Degree of Unsaturation
Deficiency of two hydrogen atoms in a molecule is a result of either a pi-bond or a ring in the structure of that molecule. The sum of pi-bonds and rings in the structure of a compound collectively is called degree of unsaturation or double bond equivalents in that compound. The most general type of formula for any organic species is (CaHbNcOd).
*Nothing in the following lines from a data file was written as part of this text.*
/// User verification record
#[derive(Debug, Clone, Serialize, Deserialize)]
pub struct User {
    /// User id (Primary Key)
    pub user_id: String,
    /// Email address
    pub email: Option<String>,
    /// Local KYC status
    pub kyc_status: KycStatus,
    /// Verification vendor name
    pub kyc_provider: Option<String>,
    /// Epoch seconds of the VERIFIED transition
    pub kyc_completed_at: Option<i64>,
    /// JSON blob of the last provider decision, overwritten on each update
    pub kyc_details: Option<String>,
    /// Monotonic trading flag
    pub trading_enabled: bool,
    /// Session-creation attempts so far
    pub verification_retries: u32,
    /// Epoch seconds of the last session-creation call
    pub last_verification_attempt: Option<i64>,
    /// Document verification outcome
    pub id_verified: bool,
    /// Phone verification outcome
    pub phone_verified: bool,
    /// Verified phone number
    pub phone_number: Option<String>,
    /// Email verification flag (separate feature)
    pub email_verified: bool,
    /// Creation timestamp, epoch seconds
    pub created_at: i64,
    /// Last update timestamp, epoch seconds
    pub updated_at: i64,
}

impl User {
    /// Creates a fresh record for a user that has never attempted verification
    #[must_use]
    pub fn new(user_id: String, email: Option<String>, phone_number: Option<String>) -> Self {
        let now = Utc::now().timestamp();
        Self {
            user_id,
            email,
            kyc_status: KycStatus::Pending,
            kyc_provider: None,
            kyc_completed_at: None,
            kyc_details: None,
            trading_enabled: false,
            verification_retries: 0,
            last_verification_attempt: None,
            id_verified: false,
            phone_verified: false,
            phone_number,
            email_verified: false,
            created_at: now,
            updated_at: now,
        }
    }
}

/// Request payload for lazily creating a user row
#[derive(Debug, Clone)]
pub struct NewUser {
    /// User id (Primary Key)
    pub user_id: String,
    /// Email address, if known
    pub email: Option<String>,
    /// Phone number, if known
    pub phone_number: Option<String>,
}

/// A partial overwrite of the verification fields of a user row.
///
/// Only `Some` fields are written; `updated_at` is always stamped. Applying
/// the same update twice leaves the row in the same state.
#[derive(Debug, Clone, Default, PartialEq, Eq)]
pub struct KycUpdate {
    /// New local KYC status
    pub kyc_status: Option<KycStatus>,
    /// Verification vendor name
    pub kyc_provider: Option<String>,
    /// Epoch seconds of the VERIFIED transition
    pub kyc_completed_at: Option<i64>,
    /// JSON blob of the provider decision
    pub kyc_details: Option<String>,
    /// Document verification outcome
    pub id_verified: Option<bool>,
    /// Phone verification outcome
    pub phone_verified: Option<bool>,
    /// Verified phone number
    pub phone_number: Option<String>,
}

impl KycUpdate {
    /// Whether the update would write anything beyond `updated_at`
    #[must_use]
    pub fn is_empty(&self) -> bool {
        *self == Self::default()
    }
}

/// Builds the `UpdateExpression` and its placeholder maps for a [`KycUpdate`].
fn update_expression_for(
    update: &KycUpdate,
    now: i64,
) -> (String, Vec<(String, String)>, Vec<(String, AttributeValue)>) {
    let mut sets: Vec<(String, AttributeValue)> = vec![(
        UserAttribute::UpdatedAt.to_string(),
        AttributeValue::N(now.to_string()),
    )];

    if let Some(status) = update.kyc_status {
        sets.push((
            UserAttribute::KycStatus.to_string(),
            AttributeValue::S(status.to_string()),
        ));
    }
    if let Some(provider) = &update.kyc_provider {
        sets.push((
            UserAttribute::KycProvider.to_string(),
            AttributeValue::S(provider.clone()),
        ));
    }
    if let Some(completed_at) = update.kyc_completed_at {
        sets.push((
            UserAttribute::KycCompletedAt.to_string(),
            AttributeValue::N(completed_at.to_string()),
        ));
    }
    if let Some(details) = &update.kyc_details {
        sets.push((
            UserAttribute::KycDetails.to_string(),
            AttributeValue::S(details.clone()),
        ));
    }
    if let Some(id_verified) = update.id_verified {
        sets.push((
            UserAttribute::IdVerified.to_string(),
            AttributeValue::Bool(id_verified),
        ));
    }
    if let Some(phone_verified) = update.phone_verified {
        sets.push((
            UserAttribute::PhoneVerified.to_string(),
            AttributeValue::Bool(phone_verified),
        ));
    }
    if let Some(phone_number) = &update.phone_number {
        sets.push((
            UserAttribute::PhoneNumber.to_string(),
            AttributeValue::S(phone_number.clone()),
        ));
    }

    let expression = format!(
        "SET {}",
        sets.iter()
            .map(|(attr, _)| format!("#{attr} = :{attr}"))
            .collect::<Vec<_>>()
            .join(", ")
    );

    let names = sets
        .iter()
        .map(|(attr, _)| (format!("#{attr}"), attr.clone()))
        .collect();
    let values = sets
        .into_iter()
        .map(|(attr, value)| (format!(":{attr}"), value))
        .collect();

    (expression, names, values)
}

/// User storage client for Dynamo DB operations
pub struct UserStorage {
    dynamodb_client: Arc<DynamoDbClient>,
    table_name: String,
}

impl UserStorage {
    /// Creates a new user storage client
    ///
    /// # Arguments
    ///
    /// * `dynamodb_client` - Pre-configured Dynamo DB client
    /// * `table_name` - Dynamo DB table name for user records
    #[must_use]
    pub const fn new(dynamodb_client: Arc<DynamoDbClient>, table_name: String) -> Self {
        Self {
            dynamodb_client,
            table_name,
        }
    }

    /// Gets a user by id
    ///
    /// # Errors
    ///
    /// Returns `UserStorageError` if the Dynamo DB operation fails
    pub async fn get(&self, user_id: &str) -> UserStorageResult<Option<User>> {
        let response = self
            .dynamodb_client
            .get_item()
            .table_name(&self.table_name)
            .key(
                UserAttribute::UserId.to_string(),
                AttributeValue::S(user_id.to_string()),
            )
            .send()
            .await?;

        let item = response
            .item()
            .map(|item| serde_dynamo::from_item(item.clone()))
            .transpose()
            .map_err(|e| UserStorageError::SerializationError(e.to_string()))?;

        Ok(item)
    }

    /// Gets the user row, lazily creating it when absent.
    ///
    /// Creation is conditional on the key not existing, so two concurrent
    /// first requests for the same user id converge on a single row.
    ///
    /// # Errors
    ///
    /// Returns `UserStorageError` if the Dynamo DB operation fails
    pub async fn get_or_create(&self, request: NewUser) -> UserStorageResult<User> {
        if let Some(user) = self.get(&request.user_id).await? {
            return Ok(user);
        }

        let user = User::new(request.user_id, request.email, request.phone_number);
        let item = serde_dynamo::to_item(&user)
            .map_err(|e| UserStorageError::SerializationError(e.to_string()))?;

        let result = self
            .dynamodb_client
            .put_item()
            .table_name(&self.table_name)
            .set_item(Some(item))
            .condition_expression("attribute_not_exists(#pk)")
            .expression_attribute_names("#pk", UserAttribute::UserId.to_string())
            .send()
            .await;

        match result {
            Ok(_) => Ok(user),
            Err(err)
                if matches!(
                    err,
                    SdkError::ServiceError(ref svc) if svc.err().is_conditional_check_failed_exception()
                ) =>
            {
                // Lost the creation race; the winner's row is authoritative
                self.get(&user.user_id)
                    .await?
                    .ok_or(UserStorageError::UserNotFound)
            }
            Err(err) => Err(err.into()),
        }
    }

    /// Atomically consumes one verification attempt for the user.
    ///
    /// The increment is conditional on the counter being below
    /// `max_attempts`, which closes the check-then-increment race between
    /// concurrent session-creation requests: the bound is enforced by the
    /// store, not by a read-modify-write in the handler.
    ///
    /// Returns the new attempt count.
    ///
    /// # Errors
    ///
    /// Returns `UserStorageError::RetriesExhausted` when the bound is
    /// already reached, or another `UserStorageError` if the Dynamo DB
    /// operation fails
    pub async fn record_verification_attempt(
        &self,
        user_id: &str,
        max_attempts: u32,
    ) -> UserStorageResult<u32> {
        let now = Utc::now().timestamp();

        let result = self
            .dynamodb_client
            .update_item()
            .table_name(&self.table_name)
            .key(
                UserAttribute::UserId.to_string(),
                AttributeValue::S(user_id.to_string()),
            )
            .update_expression(
                "SET #retries = #retries + :one, #last_attempt = :now, #updated_at = :now",
            )
            .condition_expression("attribute_exists(#pk) AND #retries < :max")
            .expression_attribute_names("#pk", UserAttribute::UserId.to_string())
            .expression_attribute_names("#retries", UserAttribute::VerificationRetries.to_string())
            .expression_attribute_names(
                "#last_attempt",
                UserAttribute::LastVerificationAttempt.to_string(),
            )
            .expression_attribute_names("#updated_at", UserAttribute::UpdatedAt.to_string())
            .expression_attribute_values(":one", AttributeValue::N("1".to_string()))
            .expression_attribute_values(":now", AttributeValue::N(now.to_string()))
            .expression_attribute_values(":max", AttributeValue::N(max_attempts.to_string()))
            .return_values(aws_sdk_dynamodb::types::ReturnValue::UpdatedNew)
            .send()
            .await;

        let response = result.map_err(|err| {
            if matches!(
                err,
                SdkError::ServiceError(ref svc) if svc.err().is_conditional_check_failed_exception()
            ) {
                UserStorageError::RetriesExhausted
            } else {
                err.into()
            }
        })?;

        response
            .attributes()
            .and_then(|attrs| attrs.get(&UserAttribute::VerificationRetries.to_string()))
            .and_then(|value| value.as_n().ok())
            .and_then(|count| count.parse::<u32>().ok())
            .ok_or_else(|| {
                UserStorageError::SerializationError(
                    "UpdateItem did not return the new retry count".to_string(),
                )
            })
    }

    /// Applies a partial overwrite of the verification fields.
    ///
    /// # Errors
    ///
    /// Returns `UserStorageError::UserNotFound` when no row exists for the
    /// user id, or another `UserStorageError` if the Dynamo DB operation
    /// fails
    pub async fn apply_kyc_update(
        &self,
        user_id: &str,
        update: &KycUpdate,
    ) -> UserStorageResult<()> {
        let now = Utc::now().timestamp();
        let (expression, names, values) = update_expression_for(update, now);

        let mut builder = self
            .dynamodb_client
            .update_item()
            .table_name(&self.table_name)
            .key(
                UserAttribute::UserId.to_string(),
                AttributeValue::S(user_id.to_string()),
            )
            .update_expression(expression)
            .condition_expression("attribute_exists(#pk)")
            .expression_attribute_names("#pk", UserAttribute::UserId.to_string());

        for (placeholder, attr) in names {
            builder = builder.expression_attribute_names(placeholder, attr);
        }
        for (placeholder, value) in values {
            builder = builder.expression_attribute_values(placeholder, value);
        }

        builder.send().await.map_err(|err| {
            if matches!(
                err,
                SdkError::ServiceError(ref svc) if svc.err().is_conditional_check_failed_exception()
            ) {
                UserStorageError::UserNotFound
            } else {
                err.into()
            }
        })?;

        Ok(())
    }

    /// Sets the monotonic `trading_enabled` flag for a user.
    ///
    /// The flag is only ever set true by this flow; there is no reset path.
    ///
    /// # Errors
    ///
    /// Returns `UserStorageError::UserNotFound` when no row exists for the
    /// user id, or another `UserStorageError` if the Dynamo DB operation
    /// fails
    pub async fn set_trading_enabled(&self, user_id: &str) -> UserStorageResult<()> {
        let now = Utc::now().timestamp();

        self.dynamodb_client
            .update_item()
            .table_name(&self.table_name)
            .key(
                UserAttribute::UserId.to_string(),
                AttributeValue::S(user_id.to_string()),
            )
            .update_expression("SET #trading_enabled = :enabled, #updated_at = :now")
            .condition_expression("attribute_exists(#pk)")
            .expression_attribute_names("#pk", UserAttribute::UserId.to_string())
            .expression_attribute_names(
                "#trading_enabled",
                UserAttribute::TradingEnabled.to_string(),
            )
            .expression_attribute_names("#updated_at", UserAttribute::UpdatedAt.to_string())
            .expression_attribute_values(":enabled", AttributeValue::Bool(true))
            .expression_attribute_values(":now", AttributeValue::N(now.to_string()))
            .send()
            .await
            .map_err(|err| {
                if matches!(
                    err,
                    SdkError::ServiceError(ref svc) if svc.err().is_conditional_check_failed_exception()
                ) {
                    UserStorageError::UserNotFound
                } else {
                    err.into()
                }
            })?;

        Ok(())
    }
}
If the compound contains other atoms also, the tetravalent atoms are replaced by carbon, monovalent atoms are replaced by hydrogen, divalent atoms are replaced by oxygen and trivalent atoms are replaced by nitrogen. Then all oxygen and all nitrogen atoms are removed from the formula. However, for the removal of each N atom, one H atom is removed from the molecular formula. As a result of all these operations, we will get a hydrocarbon. Now this concluded hydrocarbon is compared with saturated alkane to determine the degree of unsaturation or double bond equivalents.